At least 16 students were killed on Friday when a school in central Nigeria collapsed on pupils taking exams, according to an AFP correspondent.
Trapped students were heard crying for help under the rubble after the Saint Academy school in Jos North district of Plateau State fell in on classrooms.
Mechanical diggers tried to rescue the victims while parents desperately looked for their children.
Officials have so far only said “several students” were killed but an AFP reporter saw five dead bodies in one hospital morgue and 11 in another. All were wearing school uniforms.
With his mother at his hospital bedside, injured student Wulliya Ibrahim told AFP: “I entered the class not more than five minutes when I heard a sound, and the next thing is I found myself here.”
“We are many in the class, we are writing our exams,” he said.
The National Emergency Management Agency (NEMA) said the two-storey building housing Saint Academy collapsed killing “several students” without giving details.
“NEMA and other critical stakeholders are presently carrying out Search and Rescue operations,” it said.
A resident at the scene Chika Obioha told AFP he saw at least eight bodies at the site and that dozens more had been injured.
“Everyone is helping out to see if we can rescue more people,” he said.

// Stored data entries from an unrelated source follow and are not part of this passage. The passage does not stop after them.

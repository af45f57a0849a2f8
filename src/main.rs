use std::process::ExitCode;

fn main() -> ExitCode {
    taxmemo_lib::run()
}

The AFP correspondent said he saw 11 bodies in the morgue at the Bingham University Teaching Hospital and five dead taken into the mortuary at the Our Lady of Apostles Hospital in Jos.
At least 15 rescued and injured students were admitted, officials at the Our Lady of Apostles Hospital said.
Officials at the Bingham University Teaching Hospital did not comment.
It was not immediately clear what caused the collapse but residents said it came after three days of heavy rains in Plateau.
Building collapses are fairly common in Africa’s most populous nation because of lax enforcement of building standards, negligence and use of low-quality materials.
At least 45 people were killed in 2021 when a high-rise building under construction collapsed in the upscale Ikoyi district in Nigeria’s economic capital Lagos.
Ten people were killed when a three-storey building collapsed in the Ebute-Metta area of Lagos the year after.
Since 2005, at least 152 buildings have collapsed in Lagos, according to a South African university researcher investigating construction disasters.
Bad workmanship, low-quality materials and corruption to bypass official oversight are often blamed for Nigerian building disasters.